Lung injuries and deaths tied to the use of e-cigarettes or vaping products are likely caused by THC vape cartridges with after-market modifications, especially those that contain thickeners and additives. The US Centers for Disease Control and Prevention (CDC)—which has dubbed this condition EVALI, e-cigarette, or vaping, product use associated lung injury—estimates that vaping has caused lung injury in over 2,100 US residents, from 49 states and the District of Columbia, and has killed more than 40 people. Most of the afflicted were below the age of 35. Six of these cases have occurred in the District, including one reported death.
According to the CDC, while no single substance has been linked to every case, 83 percent of evaluated patients for whom data is available have reported using vape cartridges containing THC. There is mounting evidence that vitamin E acetate, an additive present in some THC-containing cartridges, is the likely cause of injury.

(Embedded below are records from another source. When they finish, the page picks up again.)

use console::style;
use stackdeck_core::container::ContainerInfo;
use stackdeck_wizard::steps::StepStatus;
use stackdeck_wizard::tree::{CheckState, CheckboxTree, NodeId};
use stackdeck_wizard::{StackRecord, Summary, WizardView};

pub fn print_containers(containers: &[ContainerInfo], mode: &str) {
    println!("  Mode: {}\n", style(mode).cyan());
    if containers.is_empty() {
        println!("No containers reported.");
        return;
    }

    println!(
        "  {:<20}  {:<28}  {:<10}  {:<26}  {:<24}",
        "Name", "Command", "State", "Status", "Ports"
    );
    println!("  {}", "-".repeat(116));

    for c in containers {
        let state = format!("{:<10}", c.state);
        let state_styled = if c.is_up() {
            style(state).green().to_string()
        } else {
            style(state).red().to_string()
        };
        println!(
            "  {:<20}  {:<28}  {}  {:<26}  {:<24}",
            c.name,
            truncate(&c.command, 28),
            state_styled,
            c.status,
            c.ports
        );
    }

    let up = containers.iter().filter(|c| c.is_up()).count();
    println!("\n  Total: {} container(s), {up} up", containers.len());
}

fn truncate(text: &str, width: usize) -> String {
    if text.chars().count() <= width {
        return text.to_string();
    }
    let cut: String = text.chars().take(width.saturating_sub(1)).collect();
    format!("{cut}…")
}

/// `1 Community > 2 Platform > ...` with the active step highlighted.
pub fn print_progress(view: &WizardView) {
    let parts: Vec<String> = view
        .progress
        .iter()
        .map(|entry| {
            let label = format!("{} {}", entry.number, entry.title);
            match entry.status {
                StepStatus::Active => style(label).cyan().bold().to_string(),
                StepStatus::Completed => style(label).green().to_string(),
                StepStatus::NotApplicable => style(format!("{label} (n/a)")).dim().to_string(),
                StepStatus::Pending => style(label).dim().to_string(),
            }
        })
        .collect();
    println!("\n  {}\n", parts.join(" > "));
}

pub fn check_mark(state: CheckState) -> &'static str {
    match state {
        CheckState::Checked => "[x]",
        CheckState::Indeterminate => "[-]",
        CheckState::Unchecked => "[ ]",
    }
}

/// Indented tree with tri-state boxes. The root is omitted.
pub fn print_tree(tree: &CheckboxTree) {
    for &child in &tree.nodes()[tree.root().0].children {
        print_node(tree, child, 1);
    }
}

fn print_node(tree: &CheckboxTree, id: NodeId, depth: usize) {
    let Some(node) = tree.node(id) else {
        return;
    };
    let indent = "  ".repeat(depth);
    let label = if node.is_leaf() {
        node.label().to_string()
    } else {
        style(node.label().to_uppercase()).bold().to_string()
    };
    println!("{indent}{} {label}", check_mark(node.state));
    for &child in &node.children {
        print_node(tree, child, depth + 1);
    }
}

pub fn print_summary(summary: &Summary) {
    let divider = "=".repeat(60);
    println!("\n{divider}");
    println!("  Stack Summary");
    println!("{divider}");
    println!("  Community:         {}", summary.community);
    if !summary.platforms.is_empty() {
        println!("  Platforms:         {}", summary.platforms.join(", "));
    }
    println!("  Application types: {}", summary.app_types.join(", "));
    println!();
    println!("  Applications:");
    for app in &summary.apps {
        let location = match &app.platform {
            Some(p) => format!("{p}/{}", app.app_type),
            None => app.app_type.clone(),
        };
        println!(
            "    - {:<18} {:<12} {:<14} {}",
            app.name,
            location,
            app.version,
            app.archive.as_deref().unwrap_or("")
        );
    }
    println!("{divider}\n");
}

pub fn print_record(record: &StackRecord) {
    let divider = "=".repeat(60);
    println!("\n{divider}");
    println!("  Stored stack for community {}", style(record.community.to_uppercase()).bold());
    println!("  Created: {}", record.created_at.format("%Y-%m-%d %H:%M:%S UTC"));
    println!("{divider}");
    for platform in &record.platforms {
        let name = if platform.name.is_empty() {
            "(no platform)"
        } else {
            platform.name.as_str()
        };
        println!("  {}", style(name).cyan());
        for component in &platform.components {
            println!("    {}", component.name);
            for app in &component.applications {
                let archive = if app.archive_file.is_empty() {
                    String::new()
                } else {
                    format!("  ({})", app.archive_file)
                };
                println!("      - {} {}{archive}", app.name, app.version);
            }
        }
    }
    println!("\n  Total: {} application(s)", record.application_count());
    println!("{divider}\n");
}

Testing at the DC Department of Forensic Sciences Public Health Lab confirms the presence of THC in cartridges tied to five out of six cases in the District; at least one cartridge from each case also contained vitamin E acetate.
Cartridges obtained from informal sources such as friends or dealers (in person or online) are more likely to contain hazardous chemicals than retailer sold cartridges. Users are cautioned not to use non-manufactured or modified cartridges, especially those that contain THC.